From Brazil and Portugal is Marília Rocha’s A Cidades Onde Envelheço / Where I Grow Old (pictured right). The film follows the daily life of a Portuguese 25 year-old who restarts life in Brazil.
The Bright Future main programme aims to highlight original, up-and-coming directors. Of the thirteen films competing for the Award four make their way from Latin America. Ana Cristina Barragán’s Ecuadorian-Mexican-Greek production, Alba, tells the story of an 11 year-old, who has to move to her estranged father’s when her mother has to be taken to the hospital.
Brazilian Animal político by Tião follows a cow who tries to convince herself she’s happy. One night as she experiences deep feelings of loneliness she decides to begin a journey of enlightenment.
From Mexico is Pacífico by Fernanda Romandía which centers around the characters involved in the construction of a house designed by architect Tadao Ando on the beaches of Puerto Escondido, Mexico.
Brazilian director Bernardo Britto is premiering Jacqueline (Argentine) (pictured left), his American production about a young French woman contacts a filmmaker to follow her whistleblowing activities from her remote, self-imposed political asylum in Argentina.
Tenemos la carne (pictured right) is a Mexican-French production by Emiliano Rocha Minter.

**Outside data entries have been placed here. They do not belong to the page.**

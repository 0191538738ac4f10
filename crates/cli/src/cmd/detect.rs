//! Implementation of the `detect` phase.

use std::path::Path;
use std::process::ExitCode;

use anyhow::{Context, Result};
use tracing::debug;

use forc_buildpack_lib::consts::DETECT_FAIL_EXIT_CODE;
use forc_buildpack_lib::detect::DetectResult;
use forc_buildpack_lib::lifecycle::run_detect;

use super::application_dir;

/// Execute the detect phase.
///
/// Exits 0 after writing the build plan when the application has a
/// `Forc.toml`, and with the lifecycle's "fail" code otherwise.
pub fn cmd_detect(platform: &Path, plan: &Path) -> Result<ExitCode> {
  let app = application_dir()?;
  debug!(application = %app.display(), platform = %platform.display(), "detecting");

  match run_detect(&app, plan).context("Detect failed")? {
    DetectResult::Pass(_) => Ok(ExitCode::SUCCESS),
    DetectResult::Fail => Ok(ExitCode::from(DETECT_FAIL_EXIT_CODE as u8)),
  }
}
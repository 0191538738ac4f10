mod cmd;
mod output;

use std::ffi::OsString;
use std::path::{Path, PathBuf};
use std::process::ExitCode;

use clap::{Parser, Subcommand};
use forc_buildpack_lib::consts::BP_LOG_LEVEL;
use tracing_subscriber::EnvFilter;

use crate::cmd::{cmd_build, cmd_detect, cmd_package};

/// Cloud Native Buildpack that installs forc and builds Sway contracts
#[derive(Parser)]
#[command(name = "forc-buildpack")]
#[command(author, version, about, long_about = None)]
struct Cli {
  #[command(subcommand)]
  command: Commands,
}

#[derive(Subcommand)]
enum Commands {
  /// Decide whether the application is a Sway project
  Detect {
    /// Platform directory provided by the lifecycle
    platform: PathBuf,

    /// Where to write the build plan
    plan: PathBuf,
  },

  /// Install forc and build the contract
  Build {
    /// Layers directory provided by the lifecycle
    layers: PathBuf,

    /// Platform directory provided by the lifecycle
    platform: PathBuf,

    /// Buildpack plan to satisfy
    plan: PathBuf,
  },

  /// Write a runnable buildpack directory with pinned dependency hashes
  Package {
    /// Directory to write the buildpack into
    destination: PathBuf,

    /// Directory holding the source buildpack.toml (defaults to the current directory)
    #[arg(long)]
    source: Option<PathBuf>,

    /// Bundle every dependency artifact for use without network access
    #[arg(long)]
    offline: bool,
  },
}

fn main() -> ExitCode {
  init_tracing();

  let cli = Cli::parse_from(dispatch_args(std::env::args_os()));

  let result = match cli.command {
    Commands::Detect { platform, plan } => cmd_detect(&platform, &plan),
    Commands::Build { layers, platform, plan } => cmd_build(&layers, &platform, &plan).map(|_| ExitCode::SUCCESS),
    Commands::Package {
      destination,
      source,
      offline,
    } => cmd_package(&destination, source.as_deref(), offline).map(|_| ExitCode::SUCCESS),
  };

  match result {
    Ok(code) => code,
    Err(e) => {
      output::print_error(&render_error(&e));
      ExitCode::FAILURE
    }
  }
}

/// Join the error chain with `: `, skipping causes whose text the previous
/// message already includes.
fn render_error(err: &anyhow::Error) -> String {
  let mut message = String::new();
  let mut previous = String::new();
  for cause in err.chain() {
    let text = cause.to_string();
    if previous.contains(&text) {
      continue;
    }
    if !message.is_empty() {
      message.push_str(": ");
    }
    message.push_str(&text);
    previous = text;
  }
  message
}

fn init_tracing() {
  let filter = EnvFilter::try_from_default_env()
    .unwrap_or_else(|_| EnvFilter::new(log_level(std::env::var(BP_LOG_LEVEL).ok().as_deref())));
  tracing_subscriber::fmt()
    .with_env_filter(filter)
    .with_writer(std::io::stdout)
    .with_target(false)
    .without_time()
    .init();
}

/// Map `BP_LOG_LEVEL` to a filter directive. Only `DEBUG` raises verbosity.
fn log_level(value: Option<&str>) -> &'static str {
  match value {
    Some(level) if level.eq_ignore_ascii_case("debug") => "debug",
    _ => "info",
  }
}

/// Lifecycles invoke `bin/detect` and `bin/build` directly; when the binary is
/// reached through one of those names, treat the name as the subcommand.
fn dispatch_args<I>(args: I) -> Vec<OsString>
where
  I: IntoIterator<Item = OsString>,
{
  let mut args: Vec<OsString> = args.into_iter().collect();
  let phase = args
    .first()
    .and_then(|arg0| Path::new(arg0).file_name())
    .and_then(|name| name.to_str())
    .filter(|name| matches!(*name, "detect" | "build"))
    .map(OsString::from);
  if let Some(phase) = phase {
    args.insert(1, phase);
  }
  args
}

After wandering a ruined city for years, two siblings find their way into one of the last remaining buildings. Inside, they find a man who will make them a dangerous offer.

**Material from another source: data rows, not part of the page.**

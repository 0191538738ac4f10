//! Assemble a buildpack directory the lifecycle can run.
//!
//! The packaged layout is:
//! - `buildpack.toml`, with the `sha256` of every dependency pinned
//! - `bin/forc-buildpack` plus `bin/detect` and `bin/build` pointing at it
//! - `dependencies/<sha256>/<filename>` for every artifact, when offline
//!
//! Dependencies that declare no `sha256` are fetched once here and the hash of
//! what was fetched is written into the packaged descriptor, so builds from the
//! package always verify their artifact and offline packages are found by hash.

use std::fs;
use std::path::{Path, PathBuf};

use thiserror::Error;
use tracing::info;

use crate::buildpack::BUILDPACK_TOML;
use crate::dependency::cache::{hash_file, url_to_filename};
use crate::dependency::{BuildpackDependency, DependencyCache, DependencyError};

/// File name of the buildpack binary inside `bin/`.
pub const BINARY_NAME: &str = "forc-buildpack";

/// Lifecycle entry points, each dispatched to [`BINARY_NAME`] by its own name.
pub const ENTRY_POINTS: [&str; 2] = ["detect", "build"];

#[derive(Debug, Error)]
pub enum PackageError {
  #[error("unable to read {}: {source}", path.display())]
  Read { path: PathBuf, source: std::io::Error },

  #[error("unable to parse {}: {source}", path.display())]
  Parse { path: PathBuf, source: toml::de::Error },

  #[error("invalid dependency entry {index} in {}: {source}", path.display())]
  Dependency {
    path: PathBuf,
    index: usize,
    #[source]
    source: toml::de::Error,
  },

  #[error("unable to create download directory: {0}")]
  DownloadDir(#[source] DependencyError),

  #[error("unable to obtain dependency {id}: {source}")]
  Artifact {
    id: String,
    #[source]
    source: DependencyError,
  },

  #[error("unable to write {}: {source}", path.display())]
  Write { path: PathBuf, source: std::io::Error },

  #[error("unable to serialize {BUILDPACK_TOML}: {0}")]
  Serialize(#[from] toml::ser::Error),
}

/// What to package and where.
#[derive(Debug, Clone)]
pub struct PackageOptions {
  /// Directory holding the source `buildpack.toml`.
  pub source_dir: PathBuf,
  /// The `forc-buildpack` executable to ship.
  pub binary: PathBuf,
  /// Directory the package is written to.
  pub destination: PathBuf,
  /// Where artifacts are downloaded while packaging.
  pub download_dir: PathBuf,
  /// Bundle every artifact under `dependencies/`.
  pub offline: bool,
}

/// A dependency as it appears in the packaged descriptor.
#[derive(Debug, Clone, PartialEq, Eq)]
pub struct PackagedDependency {
  pub id: String,
  pub version: String,
  pub sha256: String,
  /// Bundled artifact, for offline packages.
  pub bundled: Option<PathBuf>,
}

/// Write the package described by `options`.
pub fn package(options: &PackageOptions) -> Result<Vec<PackagedDependency>, PackageError> {
  let source = options.source_dir.join(BUILDPACK_TOML);
  let content = fs::read_to_string(&source).map_err(|e| PackageError::Read {
    path: source.clone(),
    source: e,
  })?;
  let mut descriptor: toml::Table = toml::from_str(&content).map_err(|e| PackageError::Parse {
    path: source.clone(),
    source: e,
  })?;

  let cache =
    DependencyCache::new(&options.source_dir, options.download_dir.clone()).map_err(PackageError::DownloadDir)?;

  let mut packaged = Vec::new();
  if let Some(entries) = descriptor
    .get_mut("metadata")
    .and_then(|m| m.get_mut("dependencies"))
    .and_then(|d| d.as_array_mut())
  {
    for (index, entry) in entries.iter_mut().enumerate() {
      let dependency: BuildpackDependency = entry.clone().try_into().map_err(|e| PackageError::Dependency {
        path: source.clone(),
        index,
        source: e,
      })?;
      let result = pin(&cache, &dependency, options)?;
      if let Some(table) = entry.as_table_mut() {
        table.insert("sha256".into(), result.sha256.clone().into());
      }
      packaged.push(result);
    }
  }

  let dest = options.destination.join(BUILDPACK_TOML);
  create_dir(&options.destination)?;
  fs::write(&dest, toml::to_string_pretty(&descriptor)?).map_err(|e| PackageError::Write { path: dest, source: e })?;

  install_binary(&options.binary, &options.destination.join("bin"))?;

  info!(destination = %options.destination.display(), dependencies = packaged.len(), "packaged buildpack");
  Ok(packaged)
}

/// Resolve the hash of `dependency`, fetching it when it is unknown or when bundling.
fn pin(
  cache: &DependencyCache,
  dependency: &BuildpackDependency,
  options: &PackageOptions,
) -> Result<PackagedDependency, PackageError> {
  let mut packaged = PackagedDependency {
    id: dependency.id.clone(),
    version: dependency.version.clone(),
    sha256: dependency.sha256.clone().unwrap_or_default(),
    bundled: None,
  };
  if dependency.sha256.is_some() && !options.offline {
    return Ok(packaged);
  }

  let artifact = cache.artifact(dependency).map_err(|e| PackageError::Artifact {
    id: dependency.id.clone(),
    source: e,
  })?;
  if dependency.sha256.is_none() {
    packaged.sha256 = hash_file(&artifact).map_err(|e| PackageError::Read {
      path: artifact.clone(),
      source: e,
    })?;
    info!(id = %dependency.id, sha256 = %packaged.sha256, "pinned dependency");
  }

  if options.offline {
    let dir = options.destination.join("dependencies").join(&packaged.sha256);
    create_dir(&dir)?;
    let bundled = dir.join(url_to_filename(&dependency.uri));
    fs::copy(&artifact, &bundled).map_err(|e| PackageError::Write {
      path: bundled.clone(),
      source: e,
    })?;
    info!(id = %dependency.id, path = %bundled.display(), "bundled dependency");
    packaged.bundled = Some(bundled);
  }
  Ok(packaged)
}

/// Copy `binary` into `bin_dir` and link each lifecycle entry point to it.
fn install_binary(binary: &Path, bin_dir: &Path) -> Result<(), PackageError> {
  create_dir(bin_dir)?;
  let target = bin_dir.join(BINARY_NAME);
  fs::copy(binary, &target).map_err(|e| PackageError::Write {
    path: target.clone(),
    source: e,
  })?;

  for name in ENTRY_POINTS {
    let link = bin_dir.join(name);
    if fs::symlink_metadata(&link).is_ok() {
      fs::remove_file(&link).map_err(|e| PackageError::Write {
        path: link.clone(),
        source: e,
      })?;
    }
    link_entry_point(&target, &link).map_err(|e| PackageError::Write { path: link, source: e })?;
  }
  Ok(())
}

#[cfg(unix)]
fn link_entry_point(_target: &Path, link: &Path) -> std::io::Result<()> {
  std::os::unix::fs::symlink(BINARY_NAME, link)
}

#[cfg(not(unix))]
fn link_entry_point(target: &Path, link: &Path) -> std::io::Result<()> {
  fs::copy(target, link).map(|_| ())
}

fn create_dir(path: &Path) -> Result<(), PackageError> {
  fs::create_dir_all(path).map_err(|e| PackageError::Write {
    path: path.to_path_buf(),
    source: e,
  })
}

Also premiering in the Bright Future programme is Mexican filmmaker Elisa Miller’s El placer es mío. Miller (Vete más lejos, Alicia) returns to fiction with this powerful drama about two lovebirds who take refuge in the apparent tranquility of his father’s country house. The Argentine film Las lindas by Melisa Liebenthal is a playful autobiographical reconstruction of young filmmaker Melisa Liebenthal coming of age, in which she tries to unravel some essential questions of life.
Two Latin American films are participating in the Highlights from 2015: the Argentinean film Toponimia by Jony Perel, the celebrated structural documentary on four villages in northern Argentina; the Puerto Rican film Las vacas con gafas by Alex Santiago Pérez, a lonely, eccentric painter is suffering from an illness that will turn him blind.
IFFR will take place January 27 - February 7, 2016 in Rotterdam, the Netherlands.